The task -
From the records below, extract only the lines running from the line with "propositional and restricted" to the line with "hand them to", both lines included, reproducing them exactly.

Records supplied -
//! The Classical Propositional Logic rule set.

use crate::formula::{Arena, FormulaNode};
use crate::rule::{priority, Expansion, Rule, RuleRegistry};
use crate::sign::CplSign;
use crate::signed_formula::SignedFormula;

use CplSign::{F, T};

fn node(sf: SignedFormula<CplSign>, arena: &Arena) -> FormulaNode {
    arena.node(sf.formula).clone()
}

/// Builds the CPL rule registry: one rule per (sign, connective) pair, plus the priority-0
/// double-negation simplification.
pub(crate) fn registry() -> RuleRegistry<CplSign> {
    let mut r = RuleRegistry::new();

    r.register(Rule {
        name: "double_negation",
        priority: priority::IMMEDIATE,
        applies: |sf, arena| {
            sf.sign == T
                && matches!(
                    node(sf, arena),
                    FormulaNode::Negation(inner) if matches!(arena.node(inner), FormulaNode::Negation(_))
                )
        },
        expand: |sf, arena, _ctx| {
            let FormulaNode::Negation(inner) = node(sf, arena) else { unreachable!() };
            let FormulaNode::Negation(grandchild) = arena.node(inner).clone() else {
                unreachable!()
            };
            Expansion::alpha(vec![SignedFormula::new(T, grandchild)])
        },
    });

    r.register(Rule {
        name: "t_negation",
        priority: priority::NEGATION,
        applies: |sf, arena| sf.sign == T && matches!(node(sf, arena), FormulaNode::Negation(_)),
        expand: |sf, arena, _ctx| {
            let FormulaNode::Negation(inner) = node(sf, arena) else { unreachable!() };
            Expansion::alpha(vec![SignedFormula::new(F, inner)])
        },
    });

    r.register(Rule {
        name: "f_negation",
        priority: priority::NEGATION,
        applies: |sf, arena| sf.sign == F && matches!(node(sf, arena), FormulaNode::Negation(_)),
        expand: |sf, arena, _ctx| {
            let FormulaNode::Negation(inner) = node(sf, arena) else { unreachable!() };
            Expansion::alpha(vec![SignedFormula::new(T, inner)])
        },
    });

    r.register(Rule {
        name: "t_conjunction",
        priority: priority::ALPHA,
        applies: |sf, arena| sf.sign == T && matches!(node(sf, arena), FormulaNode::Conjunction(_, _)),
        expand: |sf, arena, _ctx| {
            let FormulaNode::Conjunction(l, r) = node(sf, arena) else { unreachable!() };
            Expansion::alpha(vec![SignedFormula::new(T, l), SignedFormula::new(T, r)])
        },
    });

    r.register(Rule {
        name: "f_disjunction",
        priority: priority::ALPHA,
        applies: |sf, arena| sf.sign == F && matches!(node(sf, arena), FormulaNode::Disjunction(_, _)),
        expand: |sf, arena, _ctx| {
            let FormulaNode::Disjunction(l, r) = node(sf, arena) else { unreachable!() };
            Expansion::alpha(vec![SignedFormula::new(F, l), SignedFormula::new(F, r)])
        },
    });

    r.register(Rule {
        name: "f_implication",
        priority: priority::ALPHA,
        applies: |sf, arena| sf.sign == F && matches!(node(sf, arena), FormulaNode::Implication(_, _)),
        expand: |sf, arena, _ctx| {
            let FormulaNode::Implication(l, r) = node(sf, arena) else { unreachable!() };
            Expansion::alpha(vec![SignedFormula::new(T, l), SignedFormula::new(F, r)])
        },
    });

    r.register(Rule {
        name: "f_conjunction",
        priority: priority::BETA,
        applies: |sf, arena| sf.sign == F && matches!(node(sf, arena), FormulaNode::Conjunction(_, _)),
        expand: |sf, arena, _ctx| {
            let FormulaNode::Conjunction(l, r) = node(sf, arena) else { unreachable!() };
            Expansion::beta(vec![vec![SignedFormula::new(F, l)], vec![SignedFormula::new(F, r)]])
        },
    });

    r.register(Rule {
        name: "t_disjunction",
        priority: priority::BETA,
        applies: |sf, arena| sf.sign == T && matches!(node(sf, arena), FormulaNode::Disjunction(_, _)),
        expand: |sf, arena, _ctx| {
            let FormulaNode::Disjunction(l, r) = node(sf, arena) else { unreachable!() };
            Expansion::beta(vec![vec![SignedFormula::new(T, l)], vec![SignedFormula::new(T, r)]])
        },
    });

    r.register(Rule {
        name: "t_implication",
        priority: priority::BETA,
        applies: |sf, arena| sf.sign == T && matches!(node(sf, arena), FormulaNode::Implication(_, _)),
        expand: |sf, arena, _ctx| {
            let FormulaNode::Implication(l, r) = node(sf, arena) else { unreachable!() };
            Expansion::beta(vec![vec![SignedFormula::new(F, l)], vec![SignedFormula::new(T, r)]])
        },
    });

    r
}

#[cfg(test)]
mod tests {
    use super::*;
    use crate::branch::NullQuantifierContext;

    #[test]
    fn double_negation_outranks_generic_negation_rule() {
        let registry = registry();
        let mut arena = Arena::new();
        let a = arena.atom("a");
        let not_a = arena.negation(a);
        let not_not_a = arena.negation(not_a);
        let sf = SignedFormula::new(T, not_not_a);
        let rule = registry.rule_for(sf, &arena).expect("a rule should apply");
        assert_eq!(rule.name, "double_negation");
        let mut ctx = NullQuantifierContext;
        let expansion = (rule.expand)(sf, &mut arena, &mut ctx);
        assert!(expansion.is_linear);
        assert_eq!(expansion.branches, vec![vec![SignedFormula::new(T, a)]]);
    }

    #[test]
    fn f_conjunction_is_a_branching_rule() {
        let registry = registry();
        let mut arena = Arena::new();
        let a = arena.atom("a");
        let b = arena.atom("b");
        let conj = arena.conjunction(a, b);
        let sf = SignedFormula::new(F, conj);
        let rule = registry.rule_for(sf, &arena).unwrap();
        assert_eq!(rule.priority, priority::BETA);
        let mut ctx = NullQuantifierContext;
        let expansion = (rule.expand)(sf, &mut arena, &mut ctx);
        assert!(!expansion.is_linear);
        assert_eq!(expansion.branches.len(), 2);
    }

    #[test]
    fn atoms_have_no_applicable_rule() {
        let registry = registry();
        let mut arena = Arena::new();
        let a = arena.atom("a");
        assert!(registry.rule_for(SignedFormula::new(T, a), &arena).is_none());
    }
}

...

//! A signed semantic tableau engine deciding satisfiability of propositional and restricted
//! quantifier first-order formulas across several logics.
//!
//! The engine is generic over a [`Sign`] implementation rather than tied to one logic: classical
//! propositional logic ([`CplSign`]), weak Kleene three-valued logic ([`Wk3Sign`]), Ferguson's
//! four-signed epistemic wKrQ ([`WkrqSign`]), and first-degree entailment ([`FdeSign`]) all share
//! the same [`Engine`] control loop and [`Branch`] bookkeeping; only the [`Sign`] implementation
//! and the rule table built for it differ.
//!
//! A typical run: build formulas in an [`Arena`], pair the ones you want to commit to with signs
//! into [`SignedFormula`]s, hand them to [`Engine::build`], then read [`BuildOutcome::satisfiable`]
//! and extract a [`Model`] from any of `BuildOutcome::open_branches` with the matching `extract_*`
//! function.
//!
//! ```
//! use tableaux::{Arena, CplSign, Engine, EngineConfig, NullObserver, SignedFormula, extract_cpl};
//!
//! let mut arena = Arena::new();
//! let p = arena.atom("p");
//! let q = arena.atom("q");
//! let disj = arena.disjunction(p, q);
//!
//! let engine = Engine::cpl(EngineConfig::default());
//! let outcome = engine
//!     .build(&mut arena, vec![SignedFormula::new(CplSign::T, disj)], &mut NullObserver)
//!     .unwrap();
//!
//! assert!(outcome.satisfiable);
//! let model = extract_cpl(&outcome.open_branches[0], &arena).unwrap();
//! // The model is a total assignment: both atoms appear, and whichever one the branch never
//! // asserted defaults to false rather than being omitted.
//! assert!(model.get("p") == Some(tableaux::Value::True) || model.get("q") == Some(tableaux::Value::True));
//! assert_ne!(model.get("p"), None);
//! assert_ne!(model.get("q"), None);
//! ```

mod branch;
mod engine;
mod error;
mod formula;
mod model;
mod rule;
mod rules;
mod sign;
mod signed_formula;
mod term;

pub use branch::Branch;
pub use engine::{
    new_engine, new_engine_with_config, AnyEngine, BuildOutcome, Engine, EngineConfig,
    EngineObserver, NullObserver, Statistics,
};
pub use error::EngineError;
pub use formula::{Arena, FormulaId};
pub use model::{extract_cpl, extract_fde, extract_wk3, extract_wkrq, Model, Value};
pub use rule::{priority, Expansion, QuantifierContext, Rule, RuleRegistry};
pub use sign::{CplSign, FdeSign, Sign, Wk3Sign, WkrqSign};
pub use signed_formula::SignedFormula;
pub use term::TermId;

==

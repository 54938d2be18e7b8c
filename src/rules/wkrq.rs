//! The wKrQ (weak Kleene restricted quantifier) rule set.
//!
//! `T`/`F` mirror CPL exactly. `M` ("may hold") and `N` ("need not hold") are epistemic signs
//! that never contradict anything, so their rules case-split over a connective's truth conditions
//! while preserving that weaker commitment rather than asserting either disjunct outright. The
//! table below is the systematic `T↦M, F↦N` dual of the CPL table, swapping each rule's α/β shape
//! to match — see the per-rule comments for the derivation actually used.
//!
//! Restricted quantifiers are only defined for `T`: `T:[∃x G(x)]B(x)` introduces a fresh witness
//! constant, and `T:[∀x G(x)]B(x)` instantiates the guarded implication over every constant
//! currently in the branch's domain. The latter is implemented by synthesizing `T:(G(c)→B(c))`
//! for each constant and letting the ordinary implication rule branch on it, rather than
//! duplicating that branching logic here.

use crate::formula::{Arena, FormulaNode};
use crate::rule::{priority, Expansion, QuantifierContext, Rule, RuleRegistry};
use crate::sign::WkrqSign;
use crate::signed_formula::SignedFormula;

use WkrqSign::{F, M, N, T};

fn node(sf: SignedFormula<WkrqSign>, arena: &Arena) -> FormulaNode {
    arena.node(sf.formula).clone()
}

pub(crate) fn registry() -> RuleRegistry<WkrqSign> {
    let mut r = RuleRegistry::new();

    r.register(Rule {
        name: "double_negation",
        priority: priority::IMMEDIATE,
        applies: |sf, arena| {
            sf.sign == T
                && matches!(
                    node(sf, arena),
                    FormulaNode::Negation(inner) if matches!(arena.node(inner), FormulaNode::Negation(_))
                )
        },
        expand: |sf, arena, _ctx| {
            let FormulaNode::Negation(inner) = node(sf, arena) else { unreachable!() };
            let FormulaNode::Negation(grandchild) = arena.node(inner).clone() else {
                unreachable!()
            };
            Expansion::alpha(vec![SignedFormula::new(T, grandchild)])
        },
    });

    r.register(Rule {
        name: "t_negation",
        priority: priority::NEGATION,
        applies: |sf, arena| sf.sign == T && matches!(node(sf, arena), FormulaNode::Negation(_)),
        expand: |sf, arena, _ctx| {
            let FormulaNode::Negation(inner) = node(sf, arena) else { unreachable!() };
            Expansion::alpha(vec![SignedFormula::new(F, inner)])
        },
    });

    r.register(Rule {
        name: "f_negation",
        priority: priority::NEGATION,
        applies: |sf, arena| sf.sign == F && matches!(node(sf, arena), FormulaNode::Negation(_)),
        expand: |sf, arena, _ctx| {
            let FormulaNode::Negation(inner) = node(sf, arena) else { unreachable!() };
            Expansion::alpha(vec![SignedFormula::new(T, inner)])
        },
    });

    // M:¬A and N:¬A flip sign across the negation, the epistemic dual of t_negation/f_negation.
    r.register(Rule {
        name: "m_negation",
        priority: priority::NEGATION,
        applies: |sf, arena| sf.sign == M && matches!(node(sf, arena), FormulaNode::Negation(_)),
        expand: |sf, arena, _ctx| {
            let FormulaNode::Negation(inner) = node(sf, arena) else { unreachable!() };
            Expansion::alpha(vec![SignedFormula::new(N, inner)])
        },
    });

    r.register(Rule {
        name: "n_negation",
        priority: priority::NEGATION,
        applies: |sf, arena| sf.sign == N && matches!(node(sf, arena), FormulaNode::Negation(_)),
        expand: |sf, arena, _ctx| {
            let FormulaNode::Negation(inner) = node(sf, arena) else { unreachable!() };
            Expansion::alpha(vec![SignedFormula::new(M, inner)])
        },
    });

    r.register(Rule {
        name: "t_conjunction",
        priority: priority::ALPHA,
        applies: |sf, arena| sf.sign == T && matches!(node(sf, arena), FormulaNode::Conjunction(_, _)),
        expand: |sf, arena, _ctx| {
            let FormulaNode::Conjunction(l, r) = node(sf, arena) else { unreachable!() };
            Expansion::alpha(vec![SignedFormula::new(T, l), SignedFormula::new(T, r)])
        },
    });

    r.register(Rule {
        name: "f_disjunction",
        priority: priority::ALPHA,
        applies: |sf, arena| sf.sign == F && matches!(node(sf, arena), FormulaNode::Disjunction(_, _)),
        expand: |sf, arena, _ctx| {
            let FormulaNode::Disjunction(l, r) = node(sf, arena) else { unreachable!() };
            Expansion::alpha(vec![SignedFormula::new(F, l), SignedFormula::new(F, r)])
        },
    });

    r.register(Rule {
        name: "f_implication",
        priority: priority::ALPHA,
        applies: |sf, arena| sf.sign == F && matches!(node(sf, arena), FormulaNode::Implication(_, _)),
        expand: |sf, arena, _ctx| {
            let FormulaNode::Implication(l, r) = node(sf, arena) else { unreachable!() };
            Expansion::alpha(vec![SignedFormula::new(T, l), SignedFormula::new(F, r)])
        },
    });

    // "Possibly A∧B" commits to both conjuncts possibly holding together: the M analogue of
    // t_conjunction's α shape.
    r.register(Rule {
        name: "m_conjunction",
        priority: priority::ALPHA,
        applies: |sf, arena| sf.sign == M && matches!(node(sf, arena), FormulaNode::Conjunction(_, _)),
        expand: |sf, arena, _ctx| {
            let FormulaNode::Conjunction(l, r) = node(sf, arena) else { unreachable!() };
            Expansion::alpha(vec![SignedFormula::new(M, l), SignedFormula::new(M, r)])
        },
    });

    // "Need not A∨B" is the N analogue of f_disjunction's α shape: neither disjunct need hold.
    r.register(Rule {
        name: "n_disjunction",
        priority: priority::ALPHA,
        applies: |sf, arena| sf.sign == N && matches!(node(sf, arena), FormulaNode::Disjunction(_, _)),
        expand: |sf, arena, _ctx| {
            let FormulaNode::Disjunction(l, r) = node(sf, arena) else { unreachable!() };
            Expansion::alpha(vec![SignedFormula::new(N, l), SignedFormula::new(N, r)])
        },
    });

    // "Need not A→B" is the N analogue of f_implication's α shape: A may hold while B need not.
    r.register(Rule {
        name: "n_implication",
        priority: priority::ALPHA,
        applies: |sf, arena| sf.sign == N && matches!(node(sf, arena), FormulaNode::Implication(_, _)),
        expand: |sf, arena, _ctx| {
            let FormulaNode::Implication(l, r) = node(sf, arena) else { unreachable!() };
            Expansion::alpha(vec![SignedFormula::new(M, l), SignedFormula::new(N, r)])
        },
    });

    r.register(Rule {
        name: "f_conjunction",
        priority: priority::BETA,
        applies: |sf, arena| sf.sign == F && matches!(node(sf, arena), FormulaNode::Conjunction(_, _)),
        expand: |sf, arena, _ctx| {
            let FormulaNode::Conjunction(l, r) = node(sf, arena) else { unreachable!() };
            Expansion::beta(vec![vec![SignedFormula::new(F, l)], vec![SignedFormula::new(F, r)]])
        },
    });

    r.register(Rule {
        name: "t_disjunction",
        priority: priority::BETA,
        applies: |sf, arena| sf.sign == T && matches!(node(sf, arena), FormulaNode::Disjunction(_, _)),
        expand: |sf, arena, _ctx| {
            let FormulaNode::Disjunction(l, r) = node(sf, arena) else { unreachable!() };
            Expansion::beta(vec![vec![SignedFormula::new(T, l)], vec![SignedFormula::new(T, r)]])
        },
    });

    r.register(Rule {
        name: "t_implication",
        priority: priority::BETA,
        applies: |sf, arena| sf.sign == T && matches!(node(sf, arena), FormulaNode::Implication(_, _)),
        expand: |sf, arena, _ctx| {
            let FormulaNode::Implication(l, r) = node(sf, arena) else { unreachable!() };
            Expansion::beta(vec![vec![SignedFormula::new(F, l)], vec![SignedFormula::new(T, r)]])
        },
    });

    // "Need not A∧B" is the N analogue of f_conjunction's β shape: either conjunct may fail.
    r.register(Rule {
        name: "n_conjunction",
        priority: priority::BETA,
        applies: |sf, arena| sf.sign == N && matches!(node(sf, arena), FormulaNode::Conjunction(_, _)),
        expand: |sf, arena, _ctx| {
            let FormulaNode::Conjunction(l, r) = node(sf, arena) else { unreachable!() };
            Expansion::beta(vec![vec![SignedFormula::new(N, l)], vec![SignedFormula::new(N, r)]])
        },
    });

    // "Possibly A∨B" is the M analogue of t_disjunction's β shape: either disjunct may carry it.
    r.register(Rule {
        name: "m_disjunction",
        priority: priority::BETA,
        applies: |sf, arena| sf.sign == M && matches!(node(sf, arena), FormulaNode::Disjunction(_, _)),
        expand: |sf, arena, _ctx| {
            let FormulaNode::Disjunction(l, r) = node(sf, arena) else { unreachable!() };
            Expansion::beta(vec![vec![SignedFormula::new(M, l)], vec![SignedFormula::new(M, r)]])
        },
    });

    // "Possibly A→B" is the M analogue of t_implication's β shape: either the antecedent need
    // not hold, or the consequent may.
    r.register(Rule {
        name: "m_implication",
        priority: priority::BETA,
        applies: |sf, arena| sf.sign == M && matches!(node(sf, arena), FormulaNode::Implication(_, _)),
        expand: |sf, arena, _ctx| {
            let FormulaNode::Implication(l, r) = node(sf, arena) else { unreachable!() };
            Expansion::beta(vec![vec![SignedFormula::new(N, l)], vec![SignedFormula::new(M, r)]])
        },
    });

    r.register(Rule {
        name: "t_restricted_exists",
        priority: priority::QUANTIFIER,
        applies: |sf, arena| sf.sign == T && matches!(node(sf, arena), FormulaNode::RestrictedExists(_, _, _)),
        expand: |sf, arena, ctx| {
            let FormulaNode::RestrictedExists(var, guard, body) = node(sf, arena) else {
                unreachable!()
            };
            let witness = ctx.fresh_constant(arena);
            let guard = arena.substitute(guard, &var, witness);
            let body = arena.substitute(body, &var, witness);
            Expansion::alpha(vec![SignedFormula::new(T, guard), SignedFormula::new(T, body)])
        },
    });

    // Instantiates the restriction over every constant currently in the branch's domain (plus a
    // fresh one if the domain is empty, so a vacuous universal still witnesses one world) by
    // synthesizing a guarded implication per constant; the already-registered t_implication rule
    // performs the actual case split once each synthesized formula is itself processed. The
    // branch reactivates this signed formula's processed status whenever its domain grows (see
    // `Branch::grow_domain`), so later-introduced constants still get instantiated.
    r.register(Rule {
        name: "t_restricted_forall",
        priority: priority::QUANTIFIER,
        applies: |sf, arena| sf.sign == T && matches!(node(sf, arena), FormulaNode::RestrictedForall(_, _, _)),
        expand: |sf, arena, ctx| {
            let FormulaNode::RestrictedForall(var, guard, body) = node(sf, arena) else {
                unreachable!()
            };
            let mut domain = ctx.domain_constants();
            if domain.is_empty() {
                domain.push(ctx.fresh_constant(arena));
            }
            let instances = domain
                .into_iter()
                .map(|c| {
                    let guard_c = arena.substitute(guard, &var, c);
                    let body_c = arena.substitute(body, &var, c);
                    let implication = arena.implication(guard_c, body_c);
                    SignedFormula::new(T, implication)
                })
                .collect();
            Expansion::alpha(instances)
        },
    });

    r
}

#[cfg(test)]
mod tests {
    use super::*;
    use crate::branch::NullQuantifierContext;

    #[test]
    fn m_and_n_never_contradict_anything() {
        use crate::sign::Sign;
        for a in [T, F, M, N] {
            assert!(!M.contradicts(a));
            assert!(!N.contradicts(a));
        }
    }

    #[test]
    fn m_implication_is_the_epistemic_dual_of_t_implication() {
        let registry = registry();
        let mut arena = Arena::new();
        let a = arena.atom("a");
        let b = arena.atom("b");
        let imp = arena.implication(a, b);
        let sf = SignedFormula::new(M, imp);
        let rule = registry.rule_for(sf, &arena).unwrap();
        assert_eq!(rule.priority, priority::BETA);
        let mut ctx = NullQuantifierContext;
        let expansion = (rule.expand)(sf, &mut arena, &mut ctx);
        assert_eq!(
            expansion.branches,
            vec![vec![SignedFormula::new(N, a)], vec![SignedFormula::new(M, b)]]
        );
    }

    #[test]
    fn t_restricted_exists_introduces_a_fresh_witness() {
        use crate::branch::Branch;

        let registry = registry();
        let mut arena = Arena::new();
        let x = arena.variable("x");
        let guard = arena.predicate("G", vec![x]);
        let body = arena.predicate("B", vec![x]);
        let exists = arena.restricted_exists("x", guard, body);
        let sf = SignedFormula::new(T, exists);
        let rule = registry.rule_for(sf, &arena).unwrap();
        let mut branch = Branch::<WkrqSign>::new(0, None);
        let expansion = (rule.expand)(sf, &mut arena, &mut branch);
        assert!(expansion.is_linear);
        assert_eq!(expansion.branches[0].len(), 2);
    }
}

Final answer -
//! A signed semantic tableau engine deciding satisfiability of propositional and restricted
//! quantifier first-order formulas across several logics.
//!
//! The engine is generic over a [`Sign`] implementation rather than tied to one logic: classical
//! propositional logic ([`CplSign`]), weak Kleene three-valued logic ([`Wk3Sign`]), Ferguson's
//! four-signed epistemic wKrQ ([`WkrqSign`]), and first-degree entailment ([`FdeSign`]) all share
//! the same [`Engine`] control loop and [`Branch`] bookkeeping; only the [`Sign`] implementation
//! and the rule table built for it differ.
//!
//! A typical run: build formulas in an [`Arena`], pair the ones you want to commit to with signs
//! into [`SignedFormula`]s, hand them to [`Engine::build`], then read [`BuildOutcome::satisfiable`]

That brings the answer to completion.